4) Finally, and perhaps most importantly, I'm not sure this relationship has to be this way forever. In the end, that's what is most important, right? It almost felt as though this mom had given up. I have to wonder if some sort of therapy or family counseling could really help.
It helped me.
My son and I are very similar. We have the same kind of personality. He is my oldest. It has always been very easy to parent him. At first I thought it was because I must have some kind of super awesome parenting skills, but no … it's because he's a great kid and also because I understand him at a very deep level. We're almost one in the same in many ways.
My daughter and I are very different. It is hard for me to understand her, because she makes decisions I wouldn't. While I am very safety-conscious, she is ready to jump off things and fly through the air unharnessed. While I am often fairly low energy, she is nonstop action, chattering and singing away and running from here to there. My husband calls her a fabulous punch to the solar plexus of the universe, and he's right.
At first, she scared the living daylights out of me. I didn't know what to do. I couldn't understand why she behaved the way she did. She made me nervous. I wasn't sure how to connect with her the way I was connected with my son. It's like we both spoke different languages.
Then I talked to my therapist about it, because I love this little girl as fiercely as I love my boy and I didn't want a problem to begin right from the start. The therapist acted as my translator. She explained to me that, personality-wise, my son was a fit. He is easy for me, and I am for him, because we think alike and we behave alike. Not so with my daughter, so I needed to learn to understand her and appreciate her for who she was. It was my job to do that. She helped me see that it wasn't that my "preshy" didn't like me or was defying me or was trying to scare the living daylights out of me (like the time she left our house at the age of two by herself and walked a couple of football fields away off into a golf course without ever looking back over her shoulder … can you imagine?!). She's just a free spirit. A beautiful, wonderful free spirit.
I can work with that. I am working with that. I'm learning to see life through Preshy's eyes. The world is one big amusement park as far as she is concerned. My boy is not perfect or better because he's like me. My daughter is not perfect or better because she isn't. And neither of them are less than anything. They're just different.
I'm not saying my situation is exactly like that of the mom who wrote the post. I don't know all the details of her life and everything that may have brought her to this spot. I just know what it feels like to be confounded by your child, and that sometimes people can help you reframe that thinking in a constructive way … a way that allows you to move forward positively and have a wonderful relationship.
Note: I hope you don't mind me writing about this today, rather than PPD. I just felt so overwhelmingly awful on so many levels after reading the post and comments that I wanted to put it down on paper, and to share my own experience so that maybe mothers who don't know how to connect to children that are "different" than they might see that it's possible.
Also, I don't link to the post here for a reason. I just want to be careful not to add more fuel to the fire that has already flamed over at the website. What's more important to me is the issue, rather than the specific people. I hope that makes sense.
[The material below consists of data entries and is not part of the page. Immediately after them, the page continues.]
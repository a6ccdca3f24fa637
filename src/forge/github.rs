//! forge::github
//!
//! GitHub forge implementation over the REST API.
//!
//! Pull request comments are issue comments on GitHub, so posting goes to
//! `POST /repos/{owner}/{repo}/issues/{number}/comments`. The diff itself is
//! fetched from the `diff_url` given in the event payload.

use reqwest::blocking::{Client, Response};
use reqwest::header::{HeaderMap, HeaderValue, ACCEPT, AUTHORIZATION, USER_AGENT};
use reqwest::StatusCode;
use serde::{Deserialize, Serialize};
use tracing::debug;

use super::{Forge, ForgeError};
use crate::config::DEFAULT_API_URL;

/// User-Agent header value for all requests.
const USER_AGENT_VALUE: &str = concat!("spellbot/", env!("CARGO_PKG_VERSION"));

const API_VERSION: &str = "2022-11-28";

pub struct GitHubForge {
    client: Client,
    token: String,
    /// API base URL (configurable for GitHub Enterprise)
    api_base: String,
}

// Custom Debug to avoid exposing the token
impl std::fmt::Debug for GitHubForge {
    fn fmt(&self, f: &mut std::fmt::Formatter<'_>) -> std::fmt::Result {
        f.debug_struct("GitHubForge")
            .field("api_base", &self.api_base)
            .finish_non_exhaustive()
    }
}

#[derive(Debug, Serialize)]
struct CreateCommentRequest<'a> {
    body: &'a str,
}

#[derive(Debug, Deserialize)]
struct GitHubErrorResponse {
    message: String,
}

impl GitHubForge {
    pub fn new(token: impl Into<String>) -> Self {
        Self::with_api_base(token, DEFAULT_API_URL)
    }

    pub fn with_api_base(token: impl Into<String>, api_base: impl Into<String>) -> Self {
        let api_base: String = api_base.into();
        Self {
            client: Client::new(),
            token: token.into(),
            api_base: api_base.trim_end_matches('/').to_string(),
        }
    }

    pub fn api_base(&self) -> &str {
        &self.api_base
    }

    fn comments_url(&self, full_name: &str, number: u64) -> String {
        format!(
            "{}/repos/{}/issues/{}/comments",
            self.api_base, full_name, number
        )
    }

    fn api_headers(&self) -> Result<HeaderMap, ForgeError> {
        let mut headers = HeaderMap::new();
        let auth = HeaderValue::from_str(&format!("Bearer {}", self.token))
            .map_err(|_| ForgeError::AuthFailed("token is not a valid header value".into()))?;
        headers.insert(AUTHORIZATION, auth);
        headers.insert(
            ACCEPT,
            HeaderValue::from_static("application/vnd.github+json"),
        );
        headers.insert(USER_AGENT, HeaderValue::from_static(USER_AGENT_VALUE));
        headers.insert("X-GitHub-Api-Version", HeaderValue::from_static(API_VERSION));
        Ok(headers)
    }

    /// Map a non-success response to a [`ForgeError`].
    fn error_for(response: Response) -> ForgeError {
        let status = response.status();
        let message = match response.json::<GitHubErrorResponse>() {
            Ok(err) => err.message,
            Err(_) => status
                .canonical_reason()
                .unwrap_or("Unknown error")
                .to_string(),
        };

        match status {
            StatusCode::UNAUTHORIZED => ForgeError::AuthFailed("Invalid or expired token".into()),
            StatusCode::FORBIDDEN => ForgeError::AuthFailed(format!("Permission denied: {}", message)),
            StatusCode::NOT_FOUND => ForgeError::NotFound(message),
            StatusCode::TOO_MANY_REQUESTS => ForgeError::RateLimited,
            _ if status.is_server_error() => ForgeError::ApiError {
                status: status.as_u16(),
                message: format!("GitHub server error: {}", message),
            },
            _ => ForgeError::ApiError {
                status: status.as_u16(),
                message,
            },
        }
    }
}

impl Forge for GitHubForge {
    fn name(&self) -> &'static str {
        "github"
    }

    fn fetch_diff(&self, diff_url: &str) -> Result<String, ForgeError> {
        debug!(url = diff_url, "fetching pull request diff");

        let response = self
            .client
            .get(diff_url)
            .header(USER_AGENT, USER_AGENT_VALUE)
            .send()
            .map_err(|e| ForgeError::NetworkError(e.to_string()))?;

        if response.status() != StatusCode::OK {
            return Err(Self::error_for(response));
        }

        response
            .text()
            .map_err(|e| ForgeError::NetworkError(e.to_string()))
    }

    fn post_comment(&self, full_name: &str, number: u64, body: &str) -> Result<(), ForgeError> {
        let url = self.comments_url(full_name, number);
        debug!(url = %url, bytes = body.len(), "posting pull request comment");

        let response = self
            .client
            .post(&url)
            .headers(self.api_headers()?)
            .json(&CreateCommentRequest { body })
            .send()
            .map_err(|e| ForgeError::NetworkError(e.to_string()))?;

        if !response.status().is_success() {
            return Err(Self::error_for(response));
        }

        Ok(())
    }
}
pub mod bot;
pub mod checker;
pub mod cli;
pub mod config;
pub mod event;
pub mod forge;
pub mod parser;
pub mod telemetry;

pub use checker::dictionary::MisspellingDictionary;
pub use checker::SpellChecker;
pub use config::Config;
pub use parser::{parse_patched_files, PatchedFiles};

/// A line added by the patch, numbered in the post-patch file.
#[derive(Debug, Clone, PartialEq, Eq)]
pub struct AddedLine {
    pub path: String,
    pub line: u32,
    pub text: String,
}

/// A misspelled word found in an added line and its suggested replacement.
#[derive(Debug, Clone, PartialEq, Eq)]
pub struct Fix {
    pub path: String,
    pub line: u32,
    pub original: String,
    pub corrected: String,
}

/// Fixes grouped by file, in the order they were discovered.
#[derive(Debug, Clone, Default, PartialEq, Eq)]
pub struct FixReport {
    files: Vec<(String, Vec<Fix>)>,
}

impl FixReport {
    pub fn push(&mut self, fix: Fix) {
        match self.files.iter_mut().find(|(path, _)| *path == fix.path) {
            Some((_, fixes)) => fixes.push(fix),
            None => self.files.push((fix.path.clone(), vec![fix])),
        }
    }

    pub fn files(&self) -> impl Iterator<Item = (&str, &[Fix])> {
        self.files
            .iter()
            .map(|(path, fixes)| (path.as_str(), fixes.as_slice()))
    }

    pub fn file_count(&self) -> usize {
        self.files.len()
    }

    pub fn fix_count(&self) -> usize {
        self.files.iter().map(|(_, fixes)| fixes.len()).sum()
    }

    pub fn is_empty(&self) -> bool {
        self.files.is_empty()
    }
}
I'm glad you wrote about this. I haven't been able to stop thinking about that post. The idea of her daughter someday reading it horrifies me. I just can't imagine how awful that would feel … this mother went way deeper than talking about simply "favoring" one child over the other. She mentioned loss and death and the birth of another girl in such a way that it suggests some sort of elimination of her daughter. It all seemed so cavalier. But I know it wasn't. The bottom line for me? The internet was definitely NOT the place to share these thoughts in this way. She needs to talk to someone real. Get some help.
I'm so glad you wrote about this – you describe all of my thoughts on the matter so well.
My reaction, when I read her post, was similar to yours .. I was thinking "This woman really needs help. This is a cry for help."
I agree that airing her feelings to the world was a mistake, but I also know that when people are suffering like she is – with a subject that is terrifying and shameful and totally taboo – that often they have no idea where to turn. I believe that airing her troubles in public was a desperate effort to seek comfort, or kinship – as in "does anyone else out there feel like I do? Please let me I'm not the only one…" THAT is a cry for help.
I also agree that personal attacks on her don't help at all. I hope that the outcome of this uproar is that someone WILL reach out a helping hand to her.
Anyone who has suffered from depression, addiction, etc. knows how alone you feel, how hard it is to ask for help. I'm so grateful you wrote this post, thank you.
-Ellie
I didn't read the original post, but yours brings to mind how disturbed I felt many years ago when I found myself around a woman who seemed to clearly prefer one child over the other one. One child got the snappy mom and the other got the ooey-gooey-lovey mom. Every time I visited I felt so bad for the older one, the one who seemed to be less favored. I'm happy to say that through the years, their relationship has just blossomed. It's been over 10 years and her relationship with that daughter is awesome and she clearly loves her and is very proud of her. I'm curious if the woman in the post's daughter was older than her son? I think what happens sometimes is an older child seems much more difficult, defiant, and just plain harder to parent when a new cuddly one joins the family. They are older and more curious, active, and in touch with how to show anger, frustration, dislike etc. All that makes the new child look easy. Especially if mom had PPD with the older one and has a shaky connection to start with. I remember having that feeling of "if he dies that's okay" with my son when I was in the darkest parts of PPD, I was just so lost (one of the markers that let me know I was NOT okay). Thankfully with help I made it through and now the thought of anything bad happening to either child sometimes keeps me up at night! I'm hoping that this woman finds the help that she so desperately needs and will someday have a beautiful relationship with that little girl.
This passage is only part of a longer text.